■ Supplied records
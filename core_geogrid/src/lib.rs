//! Bit-level pixel numbering for the HEALPix equal-area grid.
//!
//! A HEALPix grid of resolution `nside` has `12 * nside^2` pixels, numbered either by
//! iso-latitude rings ("ring") or by a quad-tree inside each of the 12 base faces ("nest").
//! Inside a face the nested number of pixel `(ix, iy)` is the bit interleave of `ix` and `iy`,
//! `iy` taking the odd bits. Nside is bounded by `2^13` so every index fits in 32 bits.
use serde::{Deserialize, Serialize};
use std::error::Error;
use std::fmt;

mod healpix;
pub use healpix::{Healpix, Reorder, RingInfo};

/// Largest supported resolution. `12 * (2^13)^2` still fits in an `i32`.
pub const MAX_NSIDE: u32 = 1 << 13;

const SPREAD_MASKS: [u64; 5] = [
    0x0000_FFFF_0000_FFFF,
    0x00FF_00FF_00FF_00FF,
    0x0F0F_0F0F_0F0F_0F0F,
    0x3333_3333_3333_3333,
    0x5555_5555_5555_5555,
];

/// Spreads the low 32 bits of `v` onto the even bits of the result.
#[inline]
pub fn spread_bits(v: u64) -> u64 {
    let mut x = v & 0xFFFF_FFFF;
    x = (x | (x << 16)) & SPREAD_MASKS[0];
    x = (x | (x << 8)) & SPREAD_MASKS[1];
    x = (x | (x << 4)) & SPREAD_MASKS[2];
    x = (x | (x << 2)) & SPREAD_MASKS[3];
    x = (x | (x << 1)) & SPREAD_MASKS[4];
    x
}

/// Inverse of [`spread_bits`], gathers the even bits of `v`.
#[inline]
pub fn compress_bits(v: u64) -> u64 {
    let mut x = v & SPREAD_MASKS[4];
    x = (x | (x >> 1)) & SPREAD_MASKS[3];
    x = (x | (x >> 2)) & SPREAD_MASKS[2];
    x = (x | (x >> 4)) & SPREAD_MASKS[1];
    x = (x | (x >> 8)) & SPREAD_MASKS[0];
    x = (x | (x >> 16)) & 0x0000_0000_FFFF_FFFF;
    x
}

/// The two pixel numbering conventions
#[derive(Copy, Clone, Debug, PartialEq, Eq, Hash, Serialize, Deserialize)]
#[serde(rename_all = "lowercase")]
pub enum PixelOrdering {
    /// Pixels numbered by rings of constant latitude, west to east inside a ring.
    Ring,
    /// Pixels numbered by recursive quad-tree subdivision of the base faces.
    Nest,
}

impl fmt::Display for PixelOrdering {
    fn fmt(&self, f: &mut fmt::Formatter) -> fmt::Result {
        match self {
            PixelOrdering::Ring => write!(f, "ring"),
            PixelOrdering::Nest => write!(f, "nested"),
        }
    }
}

impl std::str::FromStr for PixelOrdering {
    type Err = OrderingError;
    fn from_str(s: &str) -> Result<Self, Self::Err> {
        match s.to_ascii_lowercase().as_str() {
            "ring" => Ok(PixelOrdering::Ring),
            "nest" | "nested" => Ok(PixelOrdering::Nest),
            _ => Err(OrderingError::UnknownOrdering(s.to_string())),
        }
    }
}

/// Errors raised while setting up a reordering. These are configuration errors, a bad
/// pixel index is a logic fault and panics instead.
#[derive(Debug, Clone, PartialEq, Eq)]
pub enum OrderingError {
    /// Nside was zero or negative
    NonPositiveNside(i64),
    /// Nside was above [`MAX_NSIDE`]
    NsideTooLarge(i64),
    /// The nested scheme only exists for powers of two
    NsideNotPowerOfTwo(i64),
    /// An ordering name that is neither ring nor nest
    UnknownOrdering(String),
}

impl fmt::Display for OrderingError {
    fn fmt(&self, f: &mut fmt::Formatter) -> fmt::Result {
        match self {
            OrderingError::NonPositiveNside(n) => write!(f, "nside must be positive, got {}", n),
            OrderingError::NsideTooLarge(n) => {
                write!(f, "nside {} is larger than the supported {}", n, MAX_NSIDE)
            }
            OrderingError::NsideNotPowerOfTwo(n) => {
                write!(f, "nside {} is not a power of two", n)
            }
            OrderingError::UnknownOrdering(s) => write!(f, "unknown pixel ordering '{}'", s),
        }
    }
}

impl Error for OrderingError {}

■ Your objective
Reproduce only the lines running from the one that contains "powers of two" to the last line of the records.

■ Solution for this task
    /// The nested scheme only exists for powers of two
    NsideNotPowerOfTwo(i64),
    /// An ordering name that is neither ring nor nest
    UnknownOrdering(String),
}

impl fmt::Display for OrderingError {
    fn fmt(&self, f: &mut fmt::Formatter) -> fmt::Result {
        match self {
            OrderingError::NonPositiveNside(n) => write!(f, "nside must be positive, got {}", n),
            OrderingError::NsideTooLarge(n) => {
                write!(f, "nside {} is larger than the supported {}", n, MAX_NSIDE)
            }
            OrderingError::NsideNotPowerOfTwo(n) => {
                write!(f, "nside {} is not a power of two", n)
            }
            OrderingError::UnknownOrdering(s) => write!(f, "unknown pixel ordering '{}'", s),
        }
    }
}

impl Error for OrderingError {}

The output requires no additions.